Data provided Start Marker

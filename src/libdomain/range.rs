// Copyright 2015 Pierre Talbot (IRCAM)

// Licensed under the Apache License, Version 2.0 (the "License");
// you may not use this file except in compliance with the License.
// You may obtain a copy of the License at

//     http://www.apache.org/licenses/LICENSE-2.0

// Unless required by applicable law or agreed to in writing, software
// distributed under the License is distributed on an "AS IS" BASIS,
// WITHOUT WARRANTIES OR CONDITIONS OF ANY KIND, either express or implied.
// See the License for the specific language governing permissions and
// limitations under the License.

//! Contiguous interval over any totally ordered type.
//!
//! A [`Range`] is a pair of [`Bound`]s. Each side is included or excluded, and missing sides are the infinite sentinels, so `[0, 10)`, `(-inf, 3]` or `(-inf, +inf)` are all ranges. A range is empty when both bounds sit on the same value and at least one of them is excluded; all empty ranges are equal to each other whatever that value is.
//!
//! Ranges are ordered by inclusion: `a <= b` holds when `a` is a sub-range of `b`, and two overlapping ranges where none contains the other are incomparable.
//!
//! # Examples
//!
//! ```rust
//! use domain::Range;
//!
//! let a = Range::closed(Some(0), Some(10)).unwrap();
//! let b = Range::closed(Some(5), Some(15)).unwrap();
//! assert_eq!(&a & &b, Range::closed(Some(5), Some(10)).unwrap());
//! assert!(a.contains(&10));
//! assert_eq!(a.diff(&b), vec![Range::open_right(Some(0), Some(5)).unwrap()]);
//!
//! let joined = Range::join(vec![
//!   Range::open_right(Some(0), Some(5)).unwrap(),
//!   Range::open_right(Some(5), Some(10)).unwrap()]);
//! assert_eq!(joined, vec![Range::open_right(Some(0), Some(10)).unwrap()]);
//! ```

use crate::bound::{Bound, BoundKind, Extended};
use crate::error::Error;
use crate::ops::{inclusion_order, Hull, Sample, Whole};
use gcollections::kind::*;
use gcollections::ops::*;
use serde::de::Error as DeError;
use serde::{Deserialize, Deserializer, Serialize, Serializer};
use std::cmp::{max, min, Ordering};
use std::fmt::{self, Display};
use std::hash::{Hash, Hasher};
use std::ops::BitAnd;

/// Shape of a range, read from the kinds of its two bounds.
#[derive(Debug, Clone, Copy, PartialEq, Eq, Hash, Serialize, Deserialize)]
pub enum Kind {
  /// `[a, b]`
  Closed,
  /// `(a, b)`
  Open,
  /// `(a, b]`
  OpenLeft,
  /// `[a, b)`
  OpenRight,
}

#[derive(Debug, Clone, Copy)]
pub struct Range<T> {
  lower: Bound<T>,
  upper: Bound<T>,
}

impl<T> Range<T>
{
  /// The canonical empty range.
  pub fn empty() -> Range<T> {
    Range {
      lower: Bound::neg_infinity(),
      upper: Bound::neg_infinity()
    }
  }

  pub fn lower(&self) -> &Bound<T> {
    &self.lower
  }

  pub fn upper(&self) -> &Bound<T> {
    &self.upper
  }

  pub fn into_bounds(self) -> (Bound<T>, Bound<T>) {
    (self.lower, self.upper)
  }

  pub fn kind(&self) -> Kind {
    match (self.lower.kind(), self.upper.kind()) {
      (BoundKind::Included, BoundKind::Included) => Kind::Closed,
      (BoundKind::Excluded, BoundKind::Excluded) => Kind::Open,
      (BoundKind::Excluded, BoundKind::Included) => Kind::OpenLeft,
      (BoundKind::Included, BoundKind::Excluded) => Kind::OpenRight
    }
  }
}

impl<T: PartialEq> Range<T>
{
  pub fn is_empty(&self) -> bool {
    self.lower.value() == self.upper.value()
      && (self.lower.is_excluded() || self.upper.is_excluded())
  }
}

impl<T: Ord> Range<T>
{
  /// Builds a range from two bounds.
  ///
  /// Fails with [`Error::InvalidRange`] when the lower value lies above the upper value. Equal values are accepted and may yield an empty range.
  pub fn new(lower: Bound<T>, upper: Bound<T>) -> Result<Range<T>, Error> {
    if lower.value() > upper.value() {
      Err(Error::InvalidRange)
    }
    else {
      Ok(Range { lower, upper })
    }
  }

  // Callers guarantee the ordering of the values.
  pub(crate) fn from_bounds(lower: Bound<T>, upper: Bound<T>) -> Range<T> {
    debug_assert!(lower.value() <= upper.value(), "Range bounds out of order.");
    Range { lower, upper }
  }

  fn with_kinds(lower: Option<T>, lower_kind: BoundKind, upper: Option<T>, upper_kind: BoundKind) -> Result<Range<T>, Error> {
    let lower = Bound::safe(lower.map_or(Extended::NegInfinity, Extended::Finite), lower_kind);
    let upper = Bound::safe(upper.map_or(Extended::PosInfinity, Extended::Finite), upper_kind);
    Range::new(lower, upper)
  }

  /// `[lower, upper]`, a missing side is unbounded.
  pub fn closed(lower: Option<T>, upper: Option<T>) -> Result<Range<T>, Error> {
    Range::with_kinds(lower, BoundKind::Included, upper, BoundKind::Included)
  }

  /// `(lower, upper)`, a missing side is unbounded.
  pub fn open(lower: Option<T>, upper: Option<T>) -> Result<Range<T>, Error> {
    Range::with_kinds(lower, BoundKind::Excluded, upper, BoundKind::Excluded)
  }

  /// `(lower, upper]`, a missing side is unbounded.
  pub fn open_left(lower: Option<T>, upper: Option<T>) -> Result<Range<T>, Error> {
    Range::with_kinds(lower, BoundKind::Excluded, upper, BoundKind::Included)
  }

  /// `[lower, upper)`, a missing side is unbounded.
  pub fn open_right(lower: Option<T>, upper: Option<T>) -> Result<Range<T>, Error> {
    Range::with_kinds(lower, BoundKind::Included, upper, BoundKind::Excluded)
  }

  pub fn contains(&self, value: &T) -> bool {
    self.lower.lower_admits(value) && self.upper.upper_admits(value)
  }

  // The tighter lower bound and the tighter upper bound of the two ranges.
  fn meet<'a>(&'a self, other: &'a Range<T>) -> (&'a Bound<T>, &'a Bound<T>) {
    let lower = max(&self.lower, &other.lower);
    let upper =
      match self.upper.cmp_as_upper(&other.upper) {
        Ordering::Greater => &other.upper,
        _ => &self.upper
      };
    (lower, upper)
  }

  pub fn overlaps(&self, other: &Range<T>) -> bool {
    let (lower, upper) = self.meet(other);
    match lower.value().cmp(upper.value()) {
      Ordering::Less => true,
      Ordering::Equal => lower.is_included() && upper.is_included(),
      Ordering::Greater => false
    }
  }

  /// `self` is empty or lies entirely inside `other`.
  pub fn is_subset(&self, other: &Range<T>) -> bool {
    self.is_empty() || (
      other.lower <= self.lower
      && self.upper.cmp_as_upper(&other.upper) != Ordering::Greater)
  }

  pub fn is_proper_subset(&self, other: &Range<T>) -> bool {
    self.is_subset(other) && self != other
  }

  // Ranges are sorted on their lower bounds and `other` does not start before `self`.
  fn joinable(&self, other: &Range<T>) -> bool {
    self.overlaps(other)
      || (self.upper.value() == other.lower.value()
        && (self.upper.is_included() || other.lower.is_included()))
  }

  // Extends `self` so it covers `other`, keeping the more inclusive bound on each side.
  fn absorb(&mut self, other: Range<T>) {
    let (lower, upper) = other.into_bounds();
    if lower < self.lower {
      self.lower = lower;
    }
    if upper.cmp_as_upper(&self.upper) == Ordering::Greater {
      self.upper = upper;
    }
  }

  /// Merges `ranges` into the minimal sorted sequence of disjoint, non-touching ranges covering the same values.
  ///
  /// Empty ranges are dropped. The result does not depend on the order of `ranges`.
  pub fn join<I>(ranges: I) -> Vec<Range<T>> where
   I: IntoIterator<Item=Range<T>>
  {
    let mut sorted: Vec<Range<T>> = ranges.into_iter()
      .filter(|r| !r.is_empty())
      .collect();
    sorted.sort_by(|a, b| a.lower.cmp(&b.lower));
    let mut joined: Vec<Range<T>> = Vec::with_capacity(sorted.len());
    for next in sorted {
      match joined.last_mut() {
        Some(current) if current.joinable(&next) => current.absorb(next),
        _ => joined.push(next)
      }
    }
    joined
  }
}

impl<T: Ord + Clone> Range<T>
{
  pub fn singleton(value: T) -> Range<T> {
    let bound = Bound::safe_included(Extended::Finite(value));
    Range::from_bounds(bound.clone(), bound)
  }

  fn empty_at(value: Extended<T>) -> Range<T> {
    Range::from_bounds(Bound::excluded(value.clone()), Bound::excluded(value))
  }

  /// The values present in both ranges.
  ///
  /// At equal values the excluded bound wins on both sides. When the ranges are disjoint, the result is an empty range.
  pub fn intersection(&self, other: &Range<T>) -> Range<T> {
    let (lower, upper) = self.meet(other);
    if lower.value() > upper.value() {
      Range::empty_at(upper.value().clone())
    }
    else {
      Range::from_bounds(lower.clone(), upper.clone())
    }
  }

  /// The values of `self` absent from `other`, as at most two ranges (the part before `other`, then the part after it).
  pub fn diff(&self, other: &Range<T>) -> Vec<Range<T>> {
    let x = self.intersection(other);
    if x == *self {
      vec![]
    }
    else if x.is_empty() {
      vec![self.clone()]
    }
    else {
      let (x_lower, x_upper) = x.into_bounds();
      let before = Range::from_bounds(self.lower.clone(), !x_lower);
      let after = Range::from_bounds(!x_upper, self.upper.clone());
      vec![before, after].into_iter()
        .filter(|r| !r.is_empty())
        .collect()
    }
  }
}

impl<T> Whole for Range<T>
{
  fn whole() -> Range<T> {
    Range {
      lower: Bound::neg_infinity(),
      upper: Bound::pos_infinity()
    }
  }
}

impl<T: Ord + Clone> Hull for Range<T>
{
  type Output = Range<T>;

  fn hull(&self, other: &Range<T>) -> Range<T> {
    if self.is_empty() { other.clone() }
    else if other.is_empty() { self.clone() }
    else {
      let upper =
        match self.upper.cmp_as_upper(&other.upper) {
          Ordering::Less => &other.upper,
          _ => &self.upper
        };
      Range::from_bounds(min(&self.lower, &other.lower).clone(), upper.clone())
    }
  }
}

impl<T: PartialEq> Sample for Range<T>
{
  type Item = T;

  /// The included endpoint of the range, `None` for open and empty ranges.
  fn sample(&self) -> Option<&T> {
    if self.is_empty() {
      return None;
    }
    match self.kind() {
      Kind::Closed | Kind::OpenRight => self.lower.value().finite(),
      Kind::OpenLeft => self.upper.value().finite(),
      Kind::Open => None
    }
  }
}

impl<T: PartialEq> PartialEq for Range<T>
{
  fn eq(&self, other: &Range<T>) -> bool {
    (self.is_empty() && other.is_empty())
      || (self.lower == other.lower && self.upper == other.upper)
  }
}

impl<T: Eq> Eq for Range<T> {}

impl<T: Hash + PartialEq> Hash for Range<T>
{
  fn hash<H: Hasher>(&self, state: &mut H) {
    if self.is_empty() {
      state.write_u8(0);
    }
    else {
      state.write_u8(1);
      self.lower.hash(state);
      self.upper.hash(state);
    }
  }
}

impl<T: Ord> PartialOrd for Range<T>
{
  fn partial_cmp(&self, other: &Range<T>) -> Option<Ordering> {
    inclusion_order(self.is_subset(other), other.is_subset(self))
  }
}

forward_all_binop!(impl[Ord + Clone] BitAnd, bitand for Range => intersection);

impl<T> Collection for Range<T>
{
  type Item = T;
}

impl<T: Ord> Contains for Range<T>
{
  fn contains(&self, value: &T) -> bool {
    Range::contains(self, value)
  }
}

set_op_impl!(impl[Ord + Clone] Intersection, intersection for Range);

impl<T: Ord> Subset for Range<T>
{
  fn is_subset(&self, other: &Range<T>) -> bool {
    Range::is_subset(self, other)
  }
}

impl<T: Ord> ProperSubset for Range<T>
{
  fn is_proper_subset(&self, other: &Range<T>) -> bool {
    Range::is_proper_subset(self, other)
  }
}

impl<T: Ord> Overlap for Range<T>
{
  fn overlap(&self, other: &Range<T>) -> bool {
    self.overlaps(other)
  }
}

impl<T: Ord> Disjoint for Range<T>
{
  fn is_disjoint(&self, other: &Range<T>) -> bool {
    !self.overlaps(other)
  }
}

impl<T> Empty for Range<T>
{
  fn empty() -> Range<T> {
    Range::empty()
  }
}

impl<T: PartialEq> IsEmpty for Range<T>
{
  fn is_empty(&self) -> bool {
    Range::is_empty(self)
  }
}

impl<T: Display + PartialEq> Display for Range<T>
{
  fn fmt(&self, formatter: &mut fmt::Formatter) -> fmt::Result {
    if self.is_empty() {
      return write!(formatter, "{{}}");
    }
    let open = if self.lower.is_included() { "[" } else { "(" };
    let close = if self.upper.is_included() { "]" } else { ")" };
    write!(formatter, "{}{}, {}{}", open, self.lower.value(), self.upper.value(), close)
  }
}

impl<T: Serialize + PartialEq> Serialize for Range<T>
{
  fn serialize<S>(&self, serializer: S) -> Result<S::Ok, S::Error> where
   S: Serializer
  {
    if self.is_empty() {
      serializer.serialize_none()
    }
    else {
      serializer.serialize_some(&(&self.lower, &self.upper))
    }
  }
}

impl<'de, T> Deserialize<'de> for Range<T> where
 T: Deserialize<'de> + Ord
{
  fn deserialize<D>(deserializer: D) -> Result<Range<T>, D::Error> where
   D: Deserializer<'de>
  {
    match Option::<(Bound<T>, Bound<T>)>::deserialize(deserializer)? {
      Some((lower, upper)) => Range::new(lower, upper).map_err(D::Error::custom),
      None => Ok(Range::empty())
    }
  }
}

Data provided End Marker

Problem to solve
Reply with nothing but the number of lines in the entries above that hold the string "InvalidRange".

Exercise response
2